Daniel found some articles on the ergonomics of personal rapid transit [4][5][6][7][8], while I focused on checking our 3D printers' printing error.

I used our lab's Prusa i3 Mk2 3D printer to print a small 25mm cube with a 15mm diameter hole. Below is a picture of the Prusa printer mid-print. The test cube's X- and Y- dimensions were at most 0.09 mm larger, but the Z-dimension was 0.25 mm larger. The inner diameter hole was 0.66mm smaller. This might cause some trouble with making joined pieces, but we can fight that error with well-designed pieces and extra contingency.

The Lulzbot TAZ wasn't calibrated properly, so I didn't test it yet.

2018-06-27

Arushi, Ben and I did some more measuring: this time it was the usable seats that were in one of the first concept designs for the Superway. After measuring, I created a 10:1 scale design that we could use that would be ready to print easily. However, during the print we noticed that the whole entire 1/10 scale would be too big for the Prusa printer to make on its own, and canceled the print. 

I found my 3D-printed model from last year.

With some quick Google Sheets equations and locked cell references (shortcut is F4), I created a scale chart with possible dimensions all from 1:1 scale to 1:25 scale. basing our measurements off of the scaled green model 20th scale, we made a conclusion.

We've chosen these for our full & 20th scale.
L (mm)	3800.0	190.0
W (mm)	1700.0	85.0
H (mm)	2200.0	110.0

It's good to know that we've finally figured out how big we're going to make the cabin.

2018-06-28

I found Solidworks CAD files of all of the hardware parts used on McMaster-Carr, and started to write this blog post. 

I also taught Arushi how to use the 3D printer and Cura, the software we use to turn STL files into GCODE files for printing.

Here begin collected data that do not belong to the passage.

use anyhow::Context;
use clap::{value_parser, Arg, ArgAction, ArgMatches, Command};
use handoff_core::simulation::parse_rate;
use handoff_core::{init_tracing, simulate, HandoffConfig, SimulationConfig};
use std::path::PathBuf;
use std::time::Duration;

fn config_arg() -> Arg {
    Arg::new("config")
        .long("config")
        .short('c')
        .value_parser(value_parser!(PathBuf))
        .help("Path to a TOML configuration file")
}

fn load_config(args: &ArgMatches) -> anyhow::Result<HandoffConfig> {
    match args.get_one::<PathBuf>("config") {
        Some(path) => HandoffConfig::load(path)
            .with_context(|| format!("loading {}", path.display())),
        None => Ok(HandoffConfig::default()),
    }
}

#[tokio::main]
async fn main() -> anyhow::Result<()> {
    let cli = Command::new("handoff")
        .version(handoff_core::VERSION)
        .about("Worker-to-human intervention broker and navigation tools")
        .subcommand_required(true)
        .arg_required_else_help(true)
        .subcommand(
            Command::new("simulate")
                .about("Run the worker/responder pipeline simulator")
                .arg(config_arg())
                .arg(
                    Arg::new("workers")
                        .long("workers")
                        .default_value("4")
                        .value_parser(value_parser!(usize))
                        .help("Number of worker threads"),
                )
                .arg(
                    Arg::new("stages")
                        .long("stages")
                        .default_value("25")
                        .value_parser(value_parser!(usize))
                        .help("Pipeline stages per worker"),
                )
                .arg(
                    Arg::new("seed")
                        .long("seed")
                        .default_value("42")
                        .value_parser(value_parser!(u64))
                        .help("Random seed for reproducibility"),
                )
                .arg(
                    Arg::new("timeout-ms")
                        .long("timeout-ms")
                        .value_parser(value_parser!(u64))
                        .help("Intervention timeout; defaults to the configured broker timeout or 50"),
                )
                .arg(
                    Arg::new("intervention-rate")
                        .long("intervention-rate")
                        .default_value("0.3")
                        .value_parser(parse_rate)
                        .help("Probability that a stage raises an intervention"),
                )
                .arg(
                    Arg::new("json")
                        .long("json")
                        .action(ArgAction::SetTrue)
                        .help("Output the report as JSON"),
                ),
        )
        .subcommand(
            Command::new("config")
                .about("Print the effective configuration")
                .arg(config_arg()),
        );

    let matches = cli.get_matches();

    match matches.subcommand() {
        Some(("simulate", args)) => {
            let config = load_config(args)?;
            init_tracing(&config.logging);

            let defaults = SimulationConfig::default();
            let timeout = args
                .get_one::<u64>("timeout-ms")
                .map(|ms| Duration::from_millis(*ms))
                .or(config.broker.default_timeout)
                .unwrap_or(defaults.timeout);
            let sim = SimulationConfig {
                seed: args.get_one::<u64>("seed").copied().unwrap_or(defaults.seed),
                workers: args.get_one::<usize>("workers").copied().unwrap_or(defaults.workers),
                stages_per_worker: args
                    .get_one::<usize>("stages")
                    .copied()
                    .unwrap_or(defaults.stages_per_worker),
                intervention_rate: args
                    .get_one::<f64>("intervention-rate")
                    .copied()
                    .unwrap_or(defaults.intervention_rate),
                timeout,
                ..defaults
            };

            let report = simulate(sim).await;
            if args.get_flag("json") {
                println!("{}", serde_json::to_string_pretty(&report)?);
            } else {
                println!("{}", report.generate_text());
            }

            std::process::exit(if report.passed() { 0 } else { 1 });
        }
        Some(("config", args)) => {
            let config = load_config(args)?;
            print!("{}", config.to_toml_string()?);
        }
        _ => unreachable!("clap enforces a subcommand"),
    }

    Ok(())
}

We printed a small file that she had been working on for SolidWorks practice.

I checked over what we had to do next week and started adding the parts we need to our Bill Of Materials (BOM). Since we're the small-scale team, most of the parts we need -- screws, nuts, bolts, filament, and so on -- are easy to find and already provided here. 

I updated the Trello page we had to reflect on what we had done during these four days. I'm looking forward to next week, Finalize Week.

Sources

I will eventually compile these into MLA citations for our presentation, but for now here are the direct links.

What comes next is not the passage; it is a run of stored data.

//! Pipeline simulator
//!
//! Drives the broker the way a real application does: worker threads run
//! pipeline stages and occasionally block on an intervention, while a
//! responder on the async side watches the pending feed and answers,
//! cancels, or ignores each one (ignored interventions run into the
//! timeout).
//!
//! The report checks that every raised intervention reached exactly one
//! outcome and that the broker drained.

use futures::StreamExt;
use handoff_intervention::{
    BrokerConfig, BrokerStats, CancelReason, Intervention, InterventionBroker, InterventionId,
    InterventionKind, InterventionRequest, InterventionResponse, Resolution,
};
use parking_lot::Mutex;
use rand::rngs::StdRng;
use rand::{Rng, SeedableRng};
use serde::{Deserialize, Serialize};
use std::collections::HashSet;
use std::path::PathBuf;
use std::time::{Duration, Instant};

/// Simulator configuration
#[derive(Debug, Clone, PartialEq, Serialize, Deserialize)]
pub struct SimulationConfig {
    /// Random seed for reproducibility
    pub seed: u64,
    /// Number of worker threads
    pub workers: usize,
    /// Stages run by each worker
    pub stages_per_worker: usize,
    /// Probability that a stage raises an intervention
    pub intervention_rate: f64,
    /// Probability that the responder cancels instead of answering
    pub cancel_rate: f64,
    /// Probability that the responder ignores an intervention
    pub ignore_rate: f64,
    /// Timeout applied to every raised intervention
    pub timeout: Duration,
}

impl Default for SimulationConfig {
    fn default() -> Self {
        Self {
            seed: 42,
            workers: 4,
            stages_per_worker: 25,
            intervention_rate: 0.3,
            cancel_rate: 0.1,
            ignore_rate: 0.1,
            timeout: Duration::from_millis(50),
        }
    }
}

/// Parse a probability in `0.0..=1.0`
///
/// # Errors
/// Returns a message for text that is not a number, is not finite, or is
/// outside the range.
pub fn parse_rate(text: &str) -> Result<f64, String> {
    let rate: f64 = text
        .trim()
        .parse()
        .map_err(|e| format!("`{text}` is not a number: {e}"))?;
    if !(0.0..=1.0).contains(&rate) {
        return Err(format!("`{text}` is not a probability between 0 and 1"));
    }
    Ok(rate)
}

/// `rate` limited to `0.0..=1.0`; NaN counts as zero
fn probability(rate: f64) -> f64 {
    if rate.is_nan() {
        0.0
    } else {
        rate.clamp(0.0, 1.0)
    }
}

/// What the responder does with an intervention
#[derive(Debug, Clone, PartialEq, Eq)]
pub enum Decision {
    /// Answer it
    Respond(InterventionResponse),
    /// Cancel it
    Cancel,
    /// Leave it to time out
    Ignore,
}

/// Stand-in for the human on the other side of the broker
#[async_trait::async_trait]
pub trait Responder: Send + Sync {
    /// Decide what to do with a newly pending intervention
    async fn decide(&self, intervention: &Intervention) -> Decision;
}

/// Responder drawing decisions from a seeded RNG
#[derive(Debug)]
pub struct RandomResponder {
    rng: Mutex<StdRng>,
    cancel_rate: f64,
    ignore_rate: f64,
}

impl RandomResponder {
    /// Create responder
    #[must_use]
    pub fn new(seed: u64, cancel_rate: f64, ignore_rate: f64) -> Self {
        Self {
            rng: Mutex::new(StdRng::seed_from_u64(seed)),
            cancel_rate: probability(cancel_rate),
            ignore_rate: probability(ignore_rate),
        }
    }
}

#[async_trait::async_trait]
impl Responder for RandomResponder {
    async fn decide(&self, intervention: &Intervention) -> Decision {
        let mut rng = self.rng.lock();
        let roll: f64 = rng.gen();
        if roll < self.ignore_rate {
            Decision::Ignore
        } else if roll < self.ignore_rate + self.cancel_rate {
            Decision::Cancel
        } else {
            Decision::Respond(answer_for(intervention.kind(), &mut *rng))
        }
    }
}

/// A plausible answer for `kind`
pub fn answer_for(kind: &InterventionKind, rng: &mut impl Rng) -> InterventionResponse {
    match kind {
        InterventionKind::Confirmation => InterventionResponse::Confirmed,
        InterventionKind::YesNo => InterventionResponse::Answer(rng.gen()),
        InterventionKind::Choice { options } if !options.is_empty() => {
            InterventionResponse::Chosen(rng.gen_range(0..options.len()))
        }
        InterventionKind::Choice { .. } => InterventionResponse::Chosen(0),
        InterventionKind::ManualFileSelection { suggested_name, .. } => {
            InterventionResponse::File(PathBuf::from("downloads").join(suggested_name))
        }
        InterventionKind::Acknowledge => InterventionResponse::Acknowledged,
    }
}

fn request_for_stage(worker: usize, stage: usize, rng: &mut impl Rng) -> InterventionRequest {
    let summary = format!("worker {worker} stage {stage}");
    match rng.gen_range(0..5) {
        0 => InterventionRequest::confirmation(format!("{summary}: overwrite existing output?")),
        1 => InterventionRequest::yes_no(format!("{summary}: retry failed transfer?")),
        2 => InterventionRequest::choice(
            format!("{summary}: pick a profile"),
            ["default", "minimal", "full"],
        ),
        3 => InterventionRequest::new(
            InterventionKind::ManualFileSelection {
                suggested_name: format!("archive-{worker}-{stage}.7z"),
                url: Some(format!("https://example.invalid/files/{worker}/{stage}")),
                expected_hash: None,
            },
            format!("{summary}: manual download required"),
        ),
        _ => InterventionRequest::new(InterventionKind::Acknowledge, format!("{summary}: notice"))
            .with_details("Stage finished with warnings"),
    }
}

/// Outcome tally for one worker
#[derive(Debug, Default, Clone, Copy)]
struct WorkerTally {
    stages: u64,
    raised: u64,
    responded: u64,
    cancelled: u64,
    timed_out: u64,
    abandoned: u64,
}

impl WorkerTally {
    fn record(&mut self, resolution: &Resolution) {
        match resolution {
            Resolution::Responded(_) => self.responded += 1,
            Resolution::Cancelled(CancelReason::TimedOut) => self.timed_out += 1,
            Resolution::Cancelled(CancelReason::Abandoned) => self.abandoned += 1,
            Resolution::Cancelled(CancelReason::Requested | CancelReason::Shutdown) => {
                self.cancelled += 1;
            }
        }
    }

    fn merge(&mut self, other: WorkerTally) {
        self.stages += other.stages;
        self.raised += other.raised;
        self.responded += other.responded;
        self.cancelled += other.cancelled;
        self.timed_out += other.timed_out;
        self.abandoned += other.abandoned;
    }
}

/// Simulation report
#[derive(Debug, Clone, Default, Serialize, Deserialize)]
pub struct SimulationReport {
    /// Seed used
    pub seed: u64,
    /// Stages executed across all workers
    pub stages_run: u64,
    /// Interventions raised by workers
    pub interventions_raised: u64,
    /// Worker saw a response
    pub responded: u64,
    /// Worker saw a cancellation
    pub cancelled: u64,
    /// Worker's wait timed out
    pub timed_out: u64,
    /// Worker's wait was abandoned
    pub abandoned: u64,
    /// Interventions still pending when workers finished
    pub pending_after: usize,
    /// Worker-side counts disagreeing with broker statistics
    pub mismatches: Vec<String>,
    /// Wall time
    pub elapsed_ms: u64,
}

impl SimulationReport {
    /// Every intervention reached exactly one outcome and the broker drained
    #[must_use]
    pub fn passed(&self) -> bool {
        self.pending_after == 0
            && self.mismatches.is_empty()
            && self.interventions_raised
                == self.responded + self.cancelled + self.timed_out + self.abandoned
    }

    /// Human-readable report
    #[must_use]
    pub fn generate_text(&self) -> String {
        let mut out = String::new();
        out.push_str("Simulation Report:\n");
        out.push_str(&format!("  Seed: {}\n", self.seed));
        out.push_str(&format!("  Stages: {}\n", self.stages_run));
        out.push_str(&format!("  Interventions: {}\n", self.interventions_raised));
        out.push_str(&format!("    Responded: {}\n", self.responded));
        out.push_str(&format!("    Cancelled: {}\n", self.cancelled));
        out.push_str(&format!("    Timed out: {}\n", self.timed_out));
        out.push_str(&format!("    Abandoned: {}\n", self.abandoned));
        out.push_str(&format!("  Pending after run: {}\n", self.pending_after));
        for mismatch in &self.mismatches {
            out.push_str(&format!("  MISMATCH: {mismatch}\n"));
        }
        out.push_str(&format!("  Elapsed: {}ms\n", self.elapsed_ms));
        out.push_str(&format!(
            "  Status: {}\n",
            if self.passed() { "PASSED" } else { "FAILED" }
        ));
        out
    }

    fn compare(&mut self, stats: &BrokerStats) {
        let pairs = [
            ("published", self.interventions_raised, stats.published),
            ("responded", self.responded, stats.responded),
            ("cancelled", self.cancelled, stats.cancelled),
            ("timed_out", self.timed_out, stats.timed_out),
            ("abandoned", self.abandoned, stats.abandoned),
        ];
        for (name, workers, broker) in pairs {
            if workers != broker {
                self.mismatches
                    .push(format!("{name}: workers saw {workers}, broker counted {broker}"));
            }
        }
    }
}

/// Answer interventions from the pending feed until it ends
pub async fn respond_from_feed<R: Responder + ?Sized>(broker: InterventionBroker, responder: &R) {
    let mut feed = broker.pending_sequence();
    let mut seen: HashSet<InterventionId> = HashSet::new();

    while let Some(snapshot) = feed.next().await {
        seen.retain(|id| snapshot.iter().any(|i| i.id == *id));
        for intervention in snapshot {
            if !seen.insert(intervention.id) {
                continue;
            }
            let settled = match responder.decide(&intervention).await {
                Decision::Respond(response) => broker.resolve(intervention.id, response),
                Decision::Cancel => broker.cancel(intervention.id),
                Decision::Ignore => continue,
            };
            if let Err(e) = settled {
                tracing::error!(intervention = %intervention.id, error = %e, "responder misused broker");
            }
        }
    }
}

/// Run the simulation
pub async fn simulate(config: SimulationConfig) -> SimulationReport {
    let start = Instant::now();
    let broker =
        InterventionBroker::with_config(BrokerConfig::new().with_default_timeout(config.timeout));
    tracing::info!(
        seed = config.seed,
        workers = config.workers,
        stages = config.stages_per_worker,
        "starting simulation"
    );

    let responder = {
        let broker = broker.clone();
        let responder = RandomResponder::new(
            config.seed.wrapping_add(u64::MAX / 2),
            config.cancel_rate,
            config.ignore_rate,
        );
        tokio::spawn(async move { respond_from_feed(broker, &responder).await })
    };

    let workers: Vec<_> = (0..config.workers)
        .map(|worker| {
            let broker = broker.clone();
            let config = config.clone();
            tokio::task::spawn_blocking(move || run_worker(&broker, worker, &config))
        })
        .collect();

    let mut tally = WorkerTally::default();
    for worker in workers {
        match worker.await {
            Ok(worker_tally) => tally.merge(worker_tally),
            Err(e) => tracing::error!(error = %e, "worker failed"),
        }
    }

    let pending_after = broker.pending_count();
    responder.abort();

    let mut report = SimulationReport {
        seed: config.seed,
        stages_run: tally.stages,
        interventions_raised: tally.raised,
        responded: tally.responded,
        cancelled: tally.cancelled,
        timed_out: tally.timed_out,
        abandoned: tally.abandoned,
        pending_after,
        mismatches: Vec::new(),
        elapsed_ms: u64::try_from(start.elapsed().as_millis()).unwrap_or(u64::MAX),
    };
    report.compare(&broker.stats());
    tracing::info!(passed = report.passed(), "simulation finished");
    report
}

fn run_worker(broker: &InterventionBroker, worker: usize, config: &SimulationConfig) -> WorkerTally {
    let mut rng = StdRng::seed_from_u64(config.seed.wrapping_add(worker as u64));
    let mut tally = WorkerTally::default();
    let rate = probability(config.intervention_rate);

    for stage in 0..config.stages_per_worker {
        tally.stages += 1;
        if !rng.gen_bool(rate) {
            continue;
        }
        let request = request_for_stage(worker, stage, &mut rng);
        match broker.raise_blocking(request) {
            Ok(resolution) => {
                tally.raised += 1;
                tally.record(&resolution);
            }
            Err(e) => tracing::warn!(worker, stage, error = %e, "could not raise intervention"),
        }
    }
    tally
}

• [1] https://www.firstinarchitecture.co.uk/average-male-and-female-dimensions/ 
• [2] http://www.apta.com/resources/reportsandpublications/Documents/hfdiesel.pdf
• [3] http://www.apta.com/resources/reportsandpublications/Pages/BusParatransit.aspx
• [4] https://waset.org/publications/10008176/analysis-of-train-passenger-seat-using-ergonomic-function-deployment-method
• [5] http://www.diva-portal.org/smash/get/diva2:832377/FULLTEXT02.pdf
• [6] https://www.iosh.co.uk/~/media/Documents/Networks/Branch/Edinburgh/Vehicle%20ergonomics%2011Oct12.pdf?la=en
• [7] https://www.recovre.com.au/wp-content/uploads/2014/08/Vehicle-Ergonomics-Fact-Sheet.pdf
• [8] http://www.wt.pw.edu.pl/content/download/2836/17245/file/Z98-art_8.pdf

SSDC Orientation 3

Our team, Small-Scale Vehicle Design, was first to present. Professor Furman said that we did really well, and Ron Swenson said that our Gantt chart was the easiest to read because it had easily visible font and was split into five different slides.

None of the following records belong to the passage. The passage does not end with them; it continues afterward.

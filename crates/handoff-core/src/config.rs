//! Handoff configuration
//!
//! TOML document with optional sections:
//!
//! ```toml
//! [broker]
//! max_pending = 64
//! default_timeout_ms = 30000
//!
//! [logging]
//! filter = "handoff=debug,info"
//! json = false
//! ```

use crate::error::ConfigError;
use handoff_intervention::BrokerConfig;
use serde::{Deserialize, Serialize};
use std::path::Path;

/// Environment variable overriding [`LoggingConfig::filter`]
pub const LOG_ENV: &str = "HANDOFF_LOG";

/// Top-level configuration
#[derive(Debug, Clone, Default, PartialEq, Eq, Serialize, Deserialize)]
#[serde(default)]
pub struct HandoffConfig {
    /// Intervention broker settings
    pub broker: BrokerConfig,
    /// Logging settings
    pub logging: LoggingConfig,
}

impl HandoffConfig {
    /// Create default configuration
    #[inline]
    #[must_use]
    pub fn new() -> Self {
        Self::default()
    }

    /// Parse from TOML text
    ///
    /// # Errors
    /// - `ConfigError::Parse` if the text is not valid for this schema
    pub fn from_toml_str(text: &str) -> Result<Self, ConfigError> {
        Ok(toml::from_str(text)?)
    }

    /// Load from a TOML file
    ///
    /// # Errors
    /// - `ConfigError::Read` if the file cannot be read
    /// - `ConfigError::Parse` if its contents are invalid
    pub fn load(path: impl AsRef<Path>) -> Result<Self, ConfigError> {
        let path = path.as_ref();
        let text = std::fs::read_to_string(path).map_err(|source| ConfigError::Read {
            path: path.to_path_buf(),
            source,
        })?;
        Self::from_toml_str(&text)
    }

    /// Render as TOML
    ///
    /// # Errors
    /// - `ConfigError::Serialize` if rendering fails
    pub fn to_toml_string(&self) -> Result<String, ConfigError> {
        Ok(toml::to_string_pretty(self)?)
    }

    /// With broker configuration
    #[inline]
    #[must_use]
    pub fn with_broker(mut self, broker: BrokerConfig) -> Self {
        self.broker = broker;
        self
    }
}

/// Logging configuration
#[derive(Debug, Clone, PartialEq, Eq, Serialize, Deserialize)]
#[serde(default)]
pub struct LoggingConfig {
    /// `EnvFilter` directive string
    pub filter: String,
    /// Emit JSON lines instead of human-readable output
    pub json: bool,
}

impl Default for LoggingConfig {
    fn default() -> Self {
        Self {
            filter: "info".to_string(),
            json: false,
        }
    }
}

There's nothing else to do except get ready for the real deal.

SSDC Orientation 2

Between 2018-06-05 and 2018-06-12, I helped contribute to this blog and my team's blog. My team and I also set up a Slack Group for communication and a Trello Group for tracking assignments and objectives.

Today, Professor Furman showed us the Assertion-Evidence presentation method for making good technical presentations. My team and I created a Gantt chart early and started to research other examples of personal rapid transit.

On 2018-06-19, my team will be presenting our finds through a lightning talk, a five-minute presentation that explains what we're doing, why we're doing it, and how we're going to do it. We will be using the Assertion-Evidence presentation method for this presentation.